Since the start of the pandemic, the Performance at New College (PANC) production company has had to undergo several changes in order to put on its shows safely. In spring 2020, PANC staged a production of Carrie: the Musical, which stood out as different from the company’s past performances because of the aforementioned changes. The usual home to these productions, the Black Box Theater (BBT), was not used for this play. Instead, PANC chose to move the show outdoors, deciding on the Nook as the perfect venue. Now, in fall 2021, with the increase in vaccinations and decreased presence of COVID-19 on campus, PANC’s production of Mr. Burns: A Post-Electric Play was able to look a little bit more like the company’s shows used to. 

“For Mr. Burns, the only difference we had for the performance due to COVID was that the actors and audience wore masks,” Production Manager and Technical Director of the BBT Tim O’Donnell said. “Other than that, we had everything back to the way we had things before spring of last year.”

This fall’s PANC performance marked a return to the BBT and a new normal for the company. The show featured multiple deviations from some of the safety protocols put in place last year. 

“When we were doing Carrie, aside from wearing masks and having it outdoors, we also emphasized that actors should not put themselves at risk by touching each other,” O’Donnell mentioned. “With Mr. Burns, we were able to be more lenient in areas like that one.”

While these changes were a return to the past for some, many members of PANC were experiencing fundamental aspects of the company’s history for their first time. 

“Most of the students involved in Mr. Burns had never done a show inside the theater before,” O’Donnell said. “There was an interesting learning curve for those that hadn’t had the chance to perform in the BBT yet.”

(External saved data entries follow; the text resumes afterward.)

//! End-to-end scenarios exercising the full reactive value graph: plain
//! fields and derived values, atomic multi-field commits, diamond-shaped
//! dependency graphs, equality damping, throttling, and listener
//! garbage collection.

use std::cell::RefCell;
use std::rc::Rc;
use std::time::Duration;

use watchables_core::{
    equality_gate, DerivedValue, Field, Listener, ManualClock, Throttled, Watchable,
};

#[test]
fn basic_propagation() {
    let f = Field::new(0);
    let f_clone = f.clone();
    let d = DerivedValue::new(move |watch, _prev| Ok(watch.watch(&f_clone)? * 2));

    assert_eq!(d.read().unwrap(), 0);
    f.set(3).commit().unwrap();
    assert_eq!(d.read().unwrap(), 6);
}

#[test]
fn atomic_group_commit_fires_listener_exactly_once_with_fully_consistent_state() {
    let first = Field::new("Bob".to_string());
    let last = Field::new("Doe".to_string());

    let first_c = first.clone();
    let last_c = last.clone();
    let full = DerivedValue::new(move |watch, _prev| {
        Ok(format!("{} {}", watch.watch(&first_c)?, watch.watch(&last_c)?))
    });
    assert_eq!(full.read().unwrap(), "Bob Doe");

    let readings: Rc<RefCell<Vec<String>>> = Rc::new(RefCell::new(Vec::new()));
    let readings_clone = readings.clone();
    let full_for_listener = full.clone();
    let listener: Listener = Rc::new(move || {
        readings_clone
            .borrow_mut()
            .push(full_for_listener.read().unwrap());
    });
    let _h = full.subscribe_change(&listener);

    first
        .set("John".to_string())
        .chain(last.set("Smith".to_string()))
        .commit()
        .unwrap();

    assert_eq!(*readings.borrow(), vec!["John Smith".to_string()]);
}

#[test]
fn diamond_dependency_is_consistent_and_fires_once() {
    let s0 = Field::new(1);

    let s0a = s0.clone();
    let s1 = DerivedValue::new(move |w, _| w.watch(&s0a));

    let s0b = s0.clone();
    let s1a = s1.clone();
    let s2 = DerivedValue::new(move |w, _| Ok(w.watch(&s0b)? + w.watch::<i32, _>(&s1a)?));

    let s0c = s0.clone();
    let s1b = s1.clone();
    let s2a = s2.clone();
    let s3 = DerivedValue::new(move |w, _| {
        Ok(w.watch(&s0c)? + w.watch::<i32, _>(&s1b)? + w.watch::<i32, _>(&s2a)?)
    });

    let s0d = s0.clone();
    let s1c = s1.clone();
    let s2b = s2.clone();
    let s3a = s3.clone();
    let s4 = DerivedValue::new(move |w, _| {
        Ok(w.watch(&s0d)?
            + w.watch::<i32, _>(&s1c)?
            + w.watch::<i32, _>(&s2b)?
            + w.watch::<i32, _>(&s3a)?)
    });

    assert_eq!(s4.read().unwrap(), 8);

    let fires = Rc::new(RefCell::new(0));
    let fires_clone = fires.clone();
    let observed: Rc<RefCell<Option<i32>>> = Rc::new(RefCell::new(None));
    let observed_clone = observed.clone();
    let s4_for_listener = s4.clone();
    let listener: Listener = Rc::new(move || {
        *fires_clone.borrow_mut() += 1;
        *observed_clone.borrow_mut() = Some(s4_for_listener.read().unwrap());
    });
    let _h = s4.subscribe_change(&listener);

    s0.set(2).commit().unwrap();

    assert_eq!(*fires.borrow(), 1);
    assert_eq!(*observed.borrow(), Some(16));
    assert_eq!(s4.read().unwrap(), 16);
}

#[test]
fn equality_gate_damps_a_structurally_equal_burst() {
    let xs = Field::new(vec![1, 2]);
    let gate = equality_gate(xs.clone(), |a: &Vec<i32>, b: &Vec<i32>| a == b);

    let calls = Rc::new(RefCell::new(0));
    let calls_clone = calls.clone();
    let gate_clone = gate.clone();
    let doubling = DerivedValue::new(move |watch, _prev| {
        *calls_clone.borrow_mut() += 1;
        Ok(watch
            .watch::<Vec<i32>, _>(&gate_clone)?
            .iter()
            .map(|x| x * 2)
            .collect::<Vec<_>>())
    });

    assert_eq!(doubling.read().unwrap(), vec![2, 4]);
    assert_eq!(*calls.borrow(), 1);

    xs.set(vec![1, 2]).commit().unwrap();
    // Field's own default equality already treats this as a no-op, so
    // neither the gate nor the downstream derived value ever sees dirty.
    assert_eq!(doubling.read().unwrap(), vec![2, 4]);
    assert_eq!(*calls.borrow(), 1);
}

#[test]
fn throttle_timing_matches_the_documented_sequence() {
    let f = Field::new(0);
    let clock = ManualClock::new();
    let t = Throttled::new(f.clone(), Duration::from_millis(50), Rc::new(clock.clone()));

    assert_eq!(t.read().unwrap(), 0);

    f.set(1).commit().unwrap();
    assert_eq!(t.read().unwrap(), 1);

    f.set(2).commit().unwrap();
    assert_eq!(t.read().unwrap(), 1);

    clock.advance(Duration::from_millis(50));
    assert_eq!(t.read().unwrap(), 2);
}

#[test]
fn throttle_collapses_a_continuous_burst_into_exactly_four_dispatches() {
    let f = Field::new(0);
    let clock = ManualClock::new();
    let t = Throttled::new(f.clone(), Duration::from_millis(85), Rc::new(clock.clone()));
    t.read().unwrap();

    let dirty_count = Rc::new(RefCell::new(0));
    let dirty_count_clone = dirty_count.clone();
    let listener: Listener = Rc::new(move || *dirty_count_clone.borrow_mut() += 1);
    let _h = t.subscribe_dirty(&listener);

    for i in 1..=7 {
        f.set(i).commit().unwrap();
        clock.advance(Duration::from_millis(30));
    }
    clock.advance(Duration::from_millis(200));

    // 7 raw updates at a 30ms cadence against an 85ms period collapse into
    // exactly 4 dispatches from `t`, per the documented scenario.
    assert_eq!(*dirty_count.borrow(), 4);
    assert_eq!(t.read().unwrap(), 7);
}

#[test]
fn listener_garbage_collection_drops_subscriber_count_to_zero() {
    let f = Field::new(1);
    assert_eq!(f.dirty_subscriber_count(), 0);

    {
        let listener: Listener = Rc::new(|| {});
        let _h = f.subscribe_dirty(&listener);
        assert_eq!(f.dirty_subscriber_count(), 1);
        // `listener` drops at the end of this scope; the registry only
        // ever held a `Weak` reference to it.
    }

    // Force pruning: any call that iterates the subscriber set retires
    // collected weak slots.
    assert_eq!(f.dirty_subscriber_count(), 0);
}

#[test]
fn unreachable_derived_chain_releases_its_upstream_subscription() {
    let source = Field::new(1);
    assert_eq!(source.dirty_subscriber_count(), 0);

    {
        let source_clone = source.clone();
        let derived = DerivedValue::new(move |w, _| w.watch(&source_clone));
        derived.read().unwrap();

        let listener: Listener = Rc::new(|| {});
        let _h = derived.subscribe_dirty(&listener);
        assert_eq!(source.dirty_subscriber_count(), 1);
        // `derived` drops here along with its subscription to `source`.
    }

    // `dirty_subscriber_count` prunes collected weak slots as it counts.
    assert_eq!(source.dirty_subscriber_count(), 0);
}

Despite the BBT being PANC’s primary home for years now, Mr. Burns forced its members to reintroduce themselves to the many aspects of the modest theater. 

Act three of Mr. Burns. Photo taken by: Mike Jones. Photo courtesy of: Tim O’Donnell.

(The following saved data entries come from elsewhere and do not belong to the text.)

//! L1: a settable watchable with pluggable equality (spec §4.2).

use std::cell::RefCell;
use std::rc::Rc;

use crate::error::WatchableResult;
use crate::listener::{Listener, UnsubscribeHandle};
use crate::mutator::Mutator;
use crate::registry::ListenerRegistry;
use crate::watchable::Watchable;

struct FieldInner<T> {
    value: RefCell<T>,
    equals: Box<dyn Fn(&T, &T) -> bool>,
    registry: ListenerRegistry,
}

/// Holds a direct value. `set` returns a [`Mutator`] whose perform phase
/// checks `equals(current, new_value)`: if equal, the mutator is a
/// complete no-op (no dirty, no assignment, no signal-work); otherwise it
/// broadcasts dirty and assigns on perform, then broadcasts change on
/// signal.
pub struct Field<T>(Rc<FieldInner<T>>);

impl<T> Clone for Field<T> {
    fn clone(&self) -> Self {
        Self(self.0.clone())
    }
}

impl<T: Clone + 'static> Field<T> {
    pub fn new(value: T) -> Self
    where
        T: PartialEq,
    {
        Self::with_equality(value, |a, b| a == b)
    }

    pub fn with_equality(value: T, equals: impl Fn(&T, &T) -> bool + 'static) -> Self {
        Self(Rc::new(FieldInner {
            value: RefCell::new(value),
            equals: Box::new(equals),
            registry: ListenerRegistry::new(false),
        }))
    }

    /// Returns a [`Mutator`] that, on commit, updates the field's value
    /// (unless `equals` deems it unchanged) and notifies subscribers.
    pub fn set(&self, new_value: T) -> Mutator<()> {
        let inner = self.0.clone();
        let changed_cell: Rc<std::cell::Cell<bool>> = Rc::new(std::cell::Cell::new(false));
        let changed_perform = changed_cell.clone();

        let perform = move || {
            let unchanged = (inner.equals)(&inner.value.borrow(), &new_value);
            if unchanged {
                return;
            }
            inner.registry.broadcast_dirty();
            *inner.value.borrow_mut() = new_value;
            changed_perform.set(true);
        };

        let inner_signal = self.0.clone();
        let signal = move || {
            if changed_cell.get() {
                inner_signal.registry.broadcast_change();
            }
        };

        Mutator::new(perform, signal)
    }

    pub fn dirty_subscriber_count(&self) -> usize {
        self.0.registry.dirty_subscriber_count()
    }

    pub fn change_subscriber_count(&self) -> usize {
        self.0.registry.change_subscriber_count()
    }
}

impl<T: Clone + 'static> Watchable<T> for Field<T> {
    fn read(&self) -> WatchableResult<T> {
        self.0.registry.assert_not_dispatching_dirty()?;
        self.0.registry.clear_dirty();
        Ok(self.0.value.borrow().clone())
    }

    fn subscribe_dirty(&self, listener: &Listener) -> UnsubscribeHandle {
        self.0.registry.subscribe_dirty(listener)
    }

    fn subscribe_change(&self, listener: &Listener) -> UnsubscribeHandle {
        self.0.registry.subscribe_change(listener)
    }

    fn identity(&self) -> usize {
        Rc::as_ptr(&self.0) as *const () as usize
    }
}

“The biggest obstacle to coming back inside was remembering how to put on a show when you have all the materials,” O’Donnell said. “When we did Carrie outside, we had to figure out how to take the elements of the theater outside and make them work. With sound and lighting indoors, there’s much more to juggle… I had to reteach myself how to do a show inside.”

“I think the issue we ran into when working in the space was that the BBT was not designed to be a theater,” third-year and Assistant Director of Mr. Burns K.C. Casey said. “It was a conference room that was built into a theater. It causes some issues for sound design, specifically. We had a lot of issues with our sound system a few days before the show opened. It was pretty scary for the show because there are certain parts of the show that wouldn’t have been possible without the system.” 

Furthermore, PANC was also glad to introduce a brand-new component to its performances: live music. For the third act of Mr. Burns, the actors found themselves accompanied by a band composed of student musicians, including instruments such as piano, drums and guitar. 

“The sound designer was really confident that we could do live music,” O’Donnell shared. “We were able to find musicians and it was a really great collaboration moment. We got to see exactly what is possible when doing theater here.”

“I thought it was really cool,” Casey said, who also played guitar for the play. “I never played with a live band before, so I really appreciated the experience. Seeing us be able to produce something of that quality was really exciting. It felt like a very big spectacle, which felt like it fit well with the show. It also shows how we’re growing as a theater department. Having live performances really creates a special element of immersion.”

Following months of preparation and rehearsal, Mr. Burns concluded its five-show run on Oct. 24. Looking ahead to the future of PANC, O’Donnell was enthusiastic and optimistic. 

“Come and see the New College theater program!” O’Donnell concluded. “We’re trying to do three-to-four shows each year, and like all things New College, we want to react to the things that students are passionate about. Let us know what you think!”